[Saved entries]
::::::::::

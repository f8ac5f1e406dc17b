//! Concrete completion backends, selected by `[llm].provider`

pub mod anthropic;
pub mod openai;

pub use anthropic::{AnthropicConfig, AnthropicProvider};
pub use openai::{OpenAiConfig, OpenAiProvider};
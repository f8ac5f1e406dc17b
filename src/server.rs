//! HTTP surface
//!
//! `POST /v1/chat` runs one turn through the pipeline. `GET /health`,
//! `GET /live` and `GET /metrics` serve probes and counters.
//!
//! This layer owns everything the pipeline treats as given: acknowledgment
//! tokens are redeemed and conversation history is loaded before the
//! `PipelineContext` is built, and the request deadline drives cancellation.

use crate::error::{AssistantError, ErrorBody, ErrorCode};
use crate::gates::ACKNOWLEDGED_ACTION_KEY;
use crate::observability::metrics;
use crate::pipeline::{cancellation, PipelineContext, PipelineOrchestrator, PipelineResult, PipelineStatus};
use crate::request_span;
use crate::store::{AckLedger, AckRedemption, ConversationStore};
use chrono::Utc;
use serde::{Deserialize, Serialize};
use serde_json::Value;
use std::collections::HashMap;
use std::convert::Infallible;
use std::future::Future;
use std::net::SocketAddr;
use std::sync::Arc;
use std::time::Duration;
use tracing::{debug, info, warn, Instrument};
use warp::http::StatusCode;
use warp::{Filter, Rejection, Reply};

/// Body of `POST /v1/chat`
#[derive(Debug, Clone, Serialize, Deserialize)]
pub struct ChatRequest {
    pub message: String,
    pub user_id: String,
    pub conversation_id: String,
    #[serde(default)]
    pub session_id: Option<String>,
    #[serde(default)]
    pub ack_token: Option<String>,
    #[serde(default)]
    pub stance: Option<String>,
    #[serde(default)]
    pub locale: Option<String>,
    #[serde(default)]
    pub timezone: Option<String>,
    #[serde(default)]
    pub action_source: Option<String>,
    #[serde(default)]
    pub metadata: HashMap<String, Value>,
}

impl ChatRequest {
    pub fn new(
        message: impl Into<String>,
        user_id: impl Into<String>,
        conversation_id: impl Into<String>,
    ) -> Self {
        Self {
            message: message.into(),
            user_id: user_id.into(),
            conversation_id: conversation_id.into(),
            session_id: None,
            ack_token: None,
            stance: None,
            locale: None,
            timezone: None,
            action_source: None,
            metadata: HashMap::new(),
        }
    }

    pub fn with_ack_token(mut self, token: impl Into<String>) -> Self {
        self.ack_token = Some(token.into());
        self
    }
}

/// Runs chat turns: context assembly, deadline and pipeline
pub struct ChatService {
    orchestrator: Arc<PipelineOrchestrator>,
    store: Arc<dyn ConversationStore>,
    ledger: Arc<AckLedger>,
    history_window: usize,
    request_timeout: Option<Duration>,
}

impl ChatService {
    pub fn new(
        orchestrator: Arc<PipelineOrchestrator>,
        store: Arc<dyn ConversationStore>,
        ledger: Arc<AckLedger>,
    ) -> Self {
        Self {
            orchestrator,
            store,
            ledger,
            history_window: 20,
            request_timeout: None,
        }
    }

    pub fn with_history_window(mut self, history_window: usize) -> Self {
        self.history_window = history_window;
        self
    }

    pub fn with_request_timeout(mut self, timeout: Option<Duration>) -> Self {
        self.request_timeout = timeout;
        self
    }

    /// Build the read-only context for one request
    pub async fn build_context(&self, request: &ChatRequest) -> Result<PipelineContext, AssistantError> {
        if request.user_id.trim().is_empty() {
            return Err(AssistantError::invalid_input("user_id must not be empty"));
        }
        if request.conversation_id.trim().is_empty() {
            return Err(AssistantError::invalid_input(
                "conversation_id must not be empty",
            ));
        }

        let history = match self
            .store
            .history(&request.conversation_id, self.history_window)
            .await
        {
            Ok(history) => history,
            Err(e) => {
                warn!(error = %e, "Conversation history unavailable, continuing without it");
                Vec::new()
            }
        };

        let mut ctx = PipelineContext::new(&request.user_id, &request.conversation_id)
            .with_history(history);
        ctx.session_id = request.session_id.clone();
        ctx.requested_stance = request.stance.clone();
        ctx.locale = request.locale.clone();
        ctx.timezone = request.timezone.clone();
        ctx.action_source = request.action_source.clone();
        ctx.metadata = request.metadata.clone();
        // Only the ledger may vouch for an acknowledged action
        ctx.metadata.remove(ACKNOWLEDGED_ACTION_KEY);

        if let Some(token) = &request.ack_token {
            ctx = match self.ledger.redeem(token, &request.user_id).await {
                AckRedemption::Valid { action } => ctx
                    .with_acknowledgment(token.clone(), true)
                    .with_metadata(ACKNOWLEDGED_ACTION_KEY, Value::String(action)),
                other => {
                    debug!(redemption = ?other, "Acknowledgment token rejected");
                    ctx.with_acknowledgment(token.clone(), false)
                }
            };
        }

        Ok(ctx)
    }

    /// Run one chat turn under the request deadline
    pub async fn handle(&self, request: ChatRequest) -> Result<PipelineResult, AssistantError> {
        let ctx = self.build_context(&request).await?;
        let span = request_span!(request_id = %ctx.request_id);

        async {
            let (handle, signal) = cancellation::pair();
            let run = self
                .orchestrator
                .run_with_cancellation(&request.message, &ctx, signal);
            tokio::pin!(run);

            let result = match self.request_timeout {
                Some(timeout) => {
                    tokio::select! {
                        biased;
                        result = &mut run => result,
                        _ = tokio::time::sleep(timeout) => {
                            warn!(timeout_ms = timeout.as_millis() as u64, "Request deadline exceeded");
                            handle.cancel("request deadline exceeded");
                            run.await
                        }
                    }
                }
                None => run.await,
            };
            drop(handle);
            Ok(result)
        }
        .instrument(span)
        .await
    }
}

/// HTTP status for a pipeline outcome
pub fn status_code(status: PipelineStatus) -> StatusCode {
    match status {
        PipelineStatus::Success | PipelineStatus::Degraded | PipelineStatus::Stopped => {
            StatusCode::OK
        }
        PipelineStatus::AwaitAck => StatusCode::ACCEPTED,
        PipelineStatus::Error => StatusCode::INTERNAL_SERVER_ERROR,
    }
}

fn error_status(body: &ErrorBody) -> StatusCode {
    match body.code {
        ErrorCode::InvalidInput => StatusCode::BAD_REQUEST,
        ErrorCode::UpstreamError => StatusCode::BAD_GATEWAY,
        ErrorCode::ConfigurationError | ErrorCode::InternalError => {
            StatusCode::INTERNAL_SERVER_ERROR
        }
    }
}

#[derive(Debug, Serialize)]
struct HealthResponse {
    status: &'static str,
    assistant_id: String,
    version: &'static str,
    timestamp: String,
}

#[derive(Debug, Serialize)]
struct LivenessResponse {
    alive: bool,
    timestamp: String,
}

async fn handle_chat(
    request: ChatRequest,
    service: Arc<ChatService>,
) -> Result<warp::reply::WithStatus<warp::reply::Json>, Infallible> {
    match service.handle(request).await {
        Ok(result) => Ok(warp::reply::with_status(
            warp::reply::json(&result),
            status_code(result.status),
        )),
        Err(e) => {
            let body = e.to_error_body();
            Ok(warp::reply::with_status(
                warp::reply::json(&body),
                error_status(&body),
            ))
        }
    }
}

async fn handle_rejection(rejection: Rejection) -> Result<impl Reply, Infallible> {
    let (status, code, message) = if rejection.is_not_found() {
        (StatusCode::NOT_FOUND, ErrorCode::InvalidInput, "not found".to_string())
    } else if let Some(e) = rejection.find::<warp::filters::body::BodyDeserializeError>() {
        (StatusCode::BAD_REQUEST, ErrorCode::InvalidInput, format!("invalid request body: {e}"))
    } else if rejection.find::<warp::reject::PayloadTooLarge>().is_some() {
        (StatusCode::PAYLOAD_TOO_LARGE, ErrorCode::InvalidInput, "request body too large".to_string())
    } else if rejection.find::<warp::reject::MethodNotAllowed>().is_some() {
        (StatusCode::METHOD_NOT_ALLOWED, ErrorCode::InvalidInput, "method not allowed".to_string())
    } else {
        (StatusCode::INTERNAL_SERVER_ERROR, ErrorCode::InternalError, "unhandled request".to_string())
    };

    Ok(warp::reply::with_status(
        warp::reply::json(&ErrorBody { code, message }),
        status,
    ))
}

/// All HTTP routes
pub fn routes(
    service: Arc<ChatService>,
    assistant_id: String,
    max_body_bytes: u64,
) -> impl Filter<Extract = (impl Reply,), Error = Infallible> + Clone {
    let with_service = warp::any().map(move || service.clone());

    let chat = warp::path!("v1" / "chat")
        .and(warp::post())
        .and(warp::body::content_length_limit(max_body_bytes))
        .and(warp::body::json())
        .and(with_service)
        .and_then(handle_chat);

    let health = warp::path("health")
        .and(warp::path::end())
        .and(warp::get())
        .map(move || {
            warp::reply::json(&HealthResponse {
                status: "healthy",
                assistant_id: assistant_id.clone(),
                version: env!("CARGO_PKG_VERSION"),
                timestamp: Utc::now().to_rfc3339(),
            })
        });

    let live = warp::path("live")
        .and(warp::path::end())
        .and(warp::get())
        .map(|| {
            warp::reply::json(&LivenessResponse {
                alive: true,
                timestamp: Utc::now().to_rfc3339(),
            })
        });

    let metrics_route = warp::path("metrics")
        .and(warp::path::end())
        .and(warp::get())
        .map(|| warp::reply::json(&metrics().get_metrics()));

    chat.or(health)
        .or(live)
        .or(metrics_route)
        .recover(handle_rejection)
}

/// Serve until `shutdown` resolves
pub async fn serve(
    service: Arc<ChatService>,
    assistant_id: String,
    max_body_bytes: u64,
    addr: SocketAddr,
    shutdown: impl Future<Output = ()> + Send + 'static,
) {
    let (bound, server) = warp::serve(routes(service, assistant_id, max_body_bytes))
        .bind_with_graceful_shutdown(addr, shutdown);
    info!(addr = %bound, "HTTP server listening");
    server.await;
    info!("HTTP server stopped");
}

::::::::::

Only the lines that contain the string "AckRedemption" are to be copied from the records.

use crate::store::{AckLedger, AckRedemption, ConversationStore};
                AckRedemption::Valid { action } => ctx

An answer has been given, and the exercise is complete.